The Highest Court in the United Kingdom has taken the final decision in the AGASSI case (Agassi (Respondent) v. Robinson (Her Majesty’s Inspector of Taxes) (Appellant), Session 2005-06 UKHL 23).
At first instance the Inland Revenue had won its case, in first appeal Agassi succeeded but now the House of Lords have by majority vote (4 to 1)held against Agassi.
The facts of the case are rather straightforward: Agassi received substantial sponsorship amounts from companies (Nike and HEAD) which were not based in the United Kingdom. The payments were made to his company, which was resident in the United States. Hence the payments never entered into or through the UK territory. The UK Inland Revenue claimed an amount of UK tax on the share of these sponsorship payments that was proportionate to the fact that Agassi participated in inter alia the Wimbledon tournament. The amount claimed was in the order of USD 51,000.
The main argument of the (4 to 1 majority of the) House of Lords appears to be that ?? if Mr. Agassi is right, the ease with which the tax liability imposed by section 556 could be avoided simply by ensuring that the potentially taxable payments were made by foreign entities with no residence or trading presence in this country would render payment of the tax to all intents voluntary. That cannot, in my opinion, have been Parliament?s intention? (of including Sec. 555 and 556, added by RB).?

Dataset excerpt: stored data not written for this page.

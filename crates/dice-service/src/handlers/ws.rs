//! WebSocket handler for `GET /rooms/{room_name}/websocket`.
//!
//! The handler owns the connection only until the participant has joined:
//! it waits for the `join` message, routes the participant to its room and
//! then hands both halves of the socket to a [`RollerActor`].

use crate::actors::RollerActor;
use crate::errors::TransportError;
use crate::protocol::{ClientMessage, InboundFrame, OutboundFrame, ServerMessage};
use crate::routes::AppState;
use axum::{
    extract::{
        ws::{Message, WebSocket, WebSocketUpgrade},
        Path, State,
    },
    response::Response,
};
use futures::{future, Sink, SinkExt, Stream, StreamExt};
use std::sync::Arc;
use tracing::{debug, info, instrument, warn};

/// Error frame sent when the first message is not a `join`.
const INVALID_INITIAL_MESSAGE: &str = "Invalid initial message";

/// Hard cap enforced by the WebSocket codec. Frames below it but over
/// [`crate::protocol::MAX_MESSAGE_SIZE`] reach the decoder, which answers
/// with an error frame.
const MAX_TRANSPORT_MESSAGE_SIZE: usize = 16 * 1024;

/// Handler for GET /rooms/{room_name}/websocket
pub async fn room_websocket(
    State(state): State<Arc<AppState>>,
    Path(room_name): Path<String>,
    ws: WebSocketUpgrade,
) -> Response {
    ws.max_message_size(MAX_TRANSPORT_MESSAGE_SIZE)
        .on_upgrade(move |socket| serve_socket(state, room_name, socket))
}

/// Count the connection for its whole life, joined or not.
#[instrument(skip_all, name = "dice.handlers.ws", fields(room = %room_name))]
async fn serve_socket(state: Arc<AppState>, room_name: String, socket: WebSocket) {
    state.metrics.connection_opened();
    run_session(&state, &room_name, socket).await;
    state.metrics.connection_closed();
}

async fn run_session(state: &Arc<AppState>, room_name: &str, socket: WebSocket) {
    let (sink, stream) = socket.split();
    let mut inbound = stream.map(decode_frame);
    let mut outbound = sink.sink_map_err(TransportError::socket).with(encode_frame);

    let requested = match await_join(&mut inbound, state).await {
        Ok(requested) => requested,
        Err(reason) => {
            debug!(target: "dice.handlers.ws", reason = %reason, "Connection ended before join");
            if let Some(text) = reason.client_message() {
                reject(&mut outbound, state, text).await;
            }
            return;
        }
    };

    let roller = match state.registry.add_roller(room_name, requested).await {
        Ok(roller) => roller,
        Err(e) => {
            warn!(target: "dice.handlers.ws", error = %e, "Join rejected");
            reject(&mut outbound, state, e.client_message()).await;
            return;
        }
    };

    info!(
        target: "dice.handlers.ws",
        roller_id = %roller.id(),
        "Participant joining room"
    );

    RollerActor::new(roller, Arc::clone(&state.metrics), state.session)
        .run(inbound, outbound)
        .await;
}

/// Read until the first message and require it to be a `join`.
async fn await_join<S>(inbound: &mut S, state: &AppState) -> Result<String, JoinFailure>
where
    S: Stream<Item = Result<InboundFrame, TransportError>> + Unpin,
{
    loop {
        let next = tokio::time::timeout(state.session.read_timeout, inbound.next())
            .await
            .map_err(|_| JoinFailure::Transport(TransportError::ReadTimeout))?;

        match next {
            None => return Err(JoinFailure::Transport(TransportError::Closed)),
            Some(Err(e)) => return Err(JoinFailure::Transport(e)),
            Some(Ok(InboundFrame::KeepAlive)) => {}
            Some(Ok(InboundFrame::Message(ClientMessage::Join(name)))) => return Ok(name),
            Some(Ok(InboundFrame::Message(other))) => {
                return Err(JoinFailure::NotJoin(other.kind().to_string()))
            }
        }
    }
}

#[derive(Debug)]
enum JoinFailure {
    Transport(TransportError),
    NotJoin(String),
}

impl JoinFailure {
    fn client_message(&self) -> Option<String> {
        match self {
            JoinFailure::Transport(e) => e.client_message(),
            JoinFailure::NotJoin(_) => Some(INVALID_INITIAL_MESSAGE.to_string()),
        }
    }
}

impl std::fmt::Display for JoinFailure {
    fn fmt(&self, f: &mut std::fmt::Formatter<'_>) -> std::fmt::Result {
        match self {
            JoinFailure::Transport(e) => write!(f, "{e}"),
            JoinFailure::NotJoin(kind) => write!(f, "expected join, got {kind}"),
        }
    }
}

/// Send one error frame, then close.
async fn reject<K>(outbound: &mut K, state: &AppState, text: String)
where
    K: Sink<OutboundFrame, Error = TransportError> + Unpin,
{
    let frame = OutboundFrame::Message(ServerMessage::Error(text));
    let write_timeout = state.session.write_timeout;

    if let Ok(Err(e)) = tokio::time::timeout(write_timeout, outbound.send(frame)).await {
        debug!(target: "dice.handlers.ws", error = %e, "Could not deliver error frame");
    }
    let _ = tokio::time::timeout(write_timeout, outbound.close()).await;
}

fn decode_frame(message: Result<Message, axum::Error>) -> Result<InboundFrame, TransportError> {
    match message.map_err(TransportError::socket)? {
        Message::Text(text) => ClientMessage::decode(&text).map(InboundFrame::Message),
        Message::Ping(_) | Message::Pong(_) => Ok(InboundFrame::KeepAlive),
        Message::Close(_) => Err(TransportError::Closed),
        Message::Binary(_) => Err(TransportError::Malformed(
            "binary frames are not supported".to_string(),
        )),
    }
}

fn encode_frame(frame: OutboundFrame) -> future::Ready<Result<Message, TransportError>> {
    future::ready(match frame {
        OutboundFrame::Message(message) => message.encode().map(Message::Text),
        OutboundFrame::Ping => Ok(Message::Ping(Vec::new())),
    })
}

After this decision, the UK Inland Revenue does not have to make refunds to artists and athletes who had paid tax on the basis of similar fact patterns (for an amount said to be in the region of 500 million GBP).
Sponsors and professional athletes and sportsmen do still have to take good notice of their UK tax obligations that follow from payments and income that is related to, or attributable to, performances in the United Kingdom.
As for Mr. Agassi, in order to avoid international double taxation, the US tax authorities (Internal Revenue Service) must now accept that the UK tax due may indeed be levied by the UK under the tax treaty concluded between the United States and the United Kingdom. If the IRS would not accept this, a mutual agreement procedure may have to be started to resolve this issue.